It’s a little like the TV show where they give you ingredients and you figure out [what to] make,” says Eliza McFeely. She’s talking about the fresh produce Truro Community Kitchen (TCK) receives from Sustainable CAPE through its Harvester Highlights program. “It keeps us inventive.”

Sustainable CAPE launched Harvester Highlights, entering its fifth year, to encourage the awareness and purchase of local food. Using funds from a Massachusetts Department of Agricultural Resources grant, private funding, and business sponsorships, the organization purchases fresh produce from different Cape Cod growers at full market value and donates it to soup kitchens in Provincetown, Truro and Orleans throughout the year. This gives growers business they likely would not have during their slow season and increases access to healthy foods for area residents who might not be able to get it otherwise. “Paying farmers a fair wage for their product while leveraging private and government funds to increase the supply of local food on Cape Cod benefits everyone,” says Sustainable CAPE’s founding director, Francie Randolph.

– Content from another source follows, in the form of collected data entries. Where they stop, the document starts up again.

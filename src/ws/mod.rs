//! WebSocket transport
//!
//! Subscription-based streaming client that re-sends its subscription frame
//! after every reconnect and stops only on cancellation.

mod client;
mod types;

pub use client::WsClient;
pub use types::{WsConfig, WsError, WsMessage};
//! Integration tests for the streaming price feed

use futures_util::{SinkExt, StreamExt};
use marketx::feed::{FeedSettings, PriceFeed, PriceFeedCoordinator, UpbitFeed, UpbitRestClient};
use marketx::market::AssetView;
use rust_decimal_macros::dec;
use std::sync::Arc;
use std::time::Duration;
use tokio::net::TcpListener;
use tokio::sync::{mpsc, oneshot};
use tokio::time::timeout;
use tokio_tungstenite::tungstenite::Message;
use tokio_util::sync::CancellationToken;

const BTC_TICKER: &str =
    r#"{"type":"ticker","code":"KRW-BTC","trade_price":160000000.0,"acc_trade_price_24h":1000.0}"#;
const ETH_TICKER: &str = r#"{"type":"ticker","code":"KRW-ETH","trade_price":3500000.0}"#;

/// Accept one connection, report its subscription frame, then send the given frames
async fn ticker_server(frames: Vec<Message>) -> (String, oneshot::Receiver<String>) {
    let listener = TcpListener::bind("127.0.0.1:0").await.unwrap();
    let url = format!("ws://{}", listener.local_addr().unwrap());
    let (sub_tx, sub_rx) = oneshot::channel();

    tokio::spawn(async move {
        let (stream, _) = listener.accept().await.unwrap();
        let mut ws = tokio_tungstenite::accept_async(stream).await.unwrap();

        if let Some(Ok(Message::Text(subscription))) = ws.next().await {
            let _ = sub_tx.send(subscription);
        }
        for frame in frames {
            ws.send(frame).await.unwrap();
        }
        // Hold the connection open until the client goes away
        while let Some(Ok(_)) = ws.next().await {}
    });

    (url, sub_rx)
}

#[tokio::test]
async fn test_upbit_feed_subscribes_and_parses_frames() {
    let (url, sub_rx) = ticker_server(vec![
        Message::Text(r#"{"status":"UP"}"#.to_string()),
        Message::Binary(BTC_TICKER.as_bytes().to_vec()),
        Message::Text("not json".to_string()),
        Message::Text(ETH_TICKER.to_string()),
    ])
    .await;

    let feed = UpbitFeed::new(url);
    let cancel = CancellationToken::new();
    let markets = vec!["KRW-BTC".to_string(), "KRW-ETH".to_string()];
    let mut rx = feed.subscribe(&markets, cancel.clone()).await.unwrap();

    let subscription = timeout(Duration::from_secs(10), sub_rx).await.unwrap().unwrap();
    let frame: serde_json::Value = serde_json::from_str(&subscription).unwrap();
    assert_eq!(frame[1]["type"], "ticker");
    assert_eq!(frame[1]["codes"], serde_json::json!(["KRW-BTC", "KRW-ETH"]));
    assert_eq!(frame[2]["format"], "DEFAULT");

    let btc = timeout(Duration::from_secs(10), rx.recv()).await.unwrap().unwrap();
    assert_eq!(btc.asset_id, "BTC");
    assert_eq!(btc.price, dec!(160000000));
    assert_eq!(btc.volume_24h, Some(dec!(1000)));

    // Status and malformed frames are skipped without dropping the connection
    let eth = timeout(Duration::from_secs(10), rx.recv()).await.unwrap().unwrap();
    assert_eq!(eth.asset_id, "ETH");

    cancel.cancel();
}

#[tokio::test]
async fn test_coordinator_streams_into_board() {
    let (url, _sub_rx) = ticker_server(vec![
        Message::Text(BTC_TICKER.to_string()),
        Message::Text(
            r#"{"type":"ticker","code":"KRW-BTC","trade_price":161600000.0}"#.to_string(),
        ),
    ])
    .await;

    let client = reqwest::Client::builder().no_proxy().build().unwrap();
    let snapshots = Arc::new(UpbitRestClient::with_client("http://127.0.0.1:1", client));
    let settings = FeedSettings {
        polling_enabled: false,
        ..Default::default()
    };
    let mut coordinator =
        PriceFeedCoordinator::new(settings, Arc::new(UpbitFeed::new(url)), snapshots);

    let (tx, mut rx) = mpsc::unbounded_channel();
    coordinator
        .start(&["BTC".to_string()], move |_: &str, view: &AssetView| {
            let _ = tx.send(view.clone());
        })
        .unwrap();

    let first = timeout(Duration::from_secs(10), rx.recv()).await.unwrap().unwrap();
    let second = timeout(Duration::from_secs(10), rx.recv()).await.unwrap().unwrap();
    assert_eq!(first.price, Some(dec!(160000000)));
    assert_eq!(second.price, Some(dec!(161600000)));
    assert_eq!(second.previous_price, Some(dec!(160000000)));
    assert_eq!(second.change_pct, dec!(1));
    assert!(second.ticked_up());

    coordinator.stop().await;
    assert!(!coordinator.is_running());
}
//! Static asset catalog

use serde::{Deserialize, Serialize};

/// Catalog entry for a tracked asset
#[derive(Debug, Clone, PartialEq, Eq, Serialize, Deserialize)]
pub struct AssetInfo {
    /// Symbol code without market prefix (e.g., "BTC")
    pub id: String,
    /// Display name
    pub name: String,
    /// Pinned to the top of the board
    #[serde(default)]
    pub starred: bool,
}

impl AssetInfo {
    pub fn new(id: impl Into<String>, name: impl Into<String>, starred: bool) -> Self {
        Self {
            id: id.into(),
            name: name.into(),
            starred,
        }
    }
}

/// Built-in Upbit KRW presets
pub fn default_catalog() -> Vec<AssetInfo> {
    vec![
        AssetInfo::new("BTC", "비트코인", true),
        AssetInfo::new("ETH", "이더리움", true),
        AssetInfo::new("XRP", "리플", false),
        AssetInfo::new("SOL", "솔라나", false),
        AssetInfo::new("ADA", "에이다", false),
        AssetInfo::new("DOGE", "도지코인", false),
    ]
}

/// Default tracked asset ids, in catalog order
pub fn default_asset_ids() -> Vec<String> {
    default_catalog().into_iter().map(|a| a.id).collect()
}

/// Find an entry by id
pub fn lookup<'a>(catalog: &'a [AssetInfo], id: &str) -> Option<&'a AssetInfo> {
    catalog.iter().find(|a| a.id == id)
}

Taking into consideration what the program’s harvesters grow, and what they are able to produce at a given time of year, Sustainable CAPE identifies each month’s highlighted ingredient. Typically, these range from salad and sauté greens to mushrooms, root vegetables and eggs. “We try to shift between people and purchase as much as we can,” Randolph says. Geographically, the farmers are spread from Brewster (Chatham Bars Inn Farm, which sells vegetables and sometimes donates them when they have a surplus) to Truro.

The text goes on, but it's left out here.